Got that? Risk is only for shows with low or no expectations; otherwise, even a long-time advocate of new theater will bow down before the mysterious Market God that’s failed to support the theater time and time again. It’s about butts in seats, he and virtually everyone else in the theater says, nodding along like Very Serious People expressing a hard and harsh realist sentiment. Never mind that the Intiman that had collapsed into bankruptcy was producing commercial non-profit theater that was acclaimed and popular. We’d rather second-guess the bookkeeping that helped skyrocket Bart Sher’s reputation into the stratosphere rather than ever countenance the possibility that it was too little–rather than too much–risk that got us into this mess.
This is, of course, ridiculous. It’s certainly not backed up by numbers, which, again, haven’t rewarded this artistic conservatism in the theater anymore than they have the non-traditional work disdained by our own as “experimental” and therefore of little interest to anyone. Never mind that Elevator Repair Service can turn a seven-hour recitation of a novel into a hit show, or that Nature Theater’s Romeo and Juliet is patently hilarious and more intelligent than most Shakespeare productions at a fraction of the price. VSP’s in the theater are convinced of their wrong-headed realism; if only we try to do the same thing again but harder, this time it will work. This is why America is not producing companies like Punchdrunk, because the very idea strikes our own artists as dangerously outside the box, despite the fact that 99% of people would prefer their immersive experience in Sleep No More to virtually any other production of Macbeth.
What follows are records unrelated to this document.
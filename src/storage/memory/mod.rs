//! In-memory storage backends.
//!
//! `RwLock`-guarded implementations of the three storage traits. They back
//! the test suite and embedded deployments; database-backed implementations
//! plug into the same traits for production use.

mod graph;
mod index;
mod repository;

pub use graph::InMemoryGraph;
pub use index::InMemoryIndex;
pub use repository::InMemoryRepository;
So I’d say that Olive’s points apply just as well to the grown-ups. The theater needs to stop condescending to its audiences and accept that maybe that’s why they’re not showing up as much. Theater also needs to get over its knee-jerk reaction to anything that falls outside the proscenium space and stop writing it off as weird or off-putting and accept that there are other ways to make enjoyable, fun, and engaging theatrical experiences for people. And in general, it needs to get over its naive belief that being more businesslike means taking less risk; businesses takes risks all the time, and indeed, some of them fail. But if the theater wants to see itself as half as creative and energetic as private industry, it needs to learn to roll with punches and take bigger risks (for the sake of bigger rewards) or hurry up with shriveling up and dying.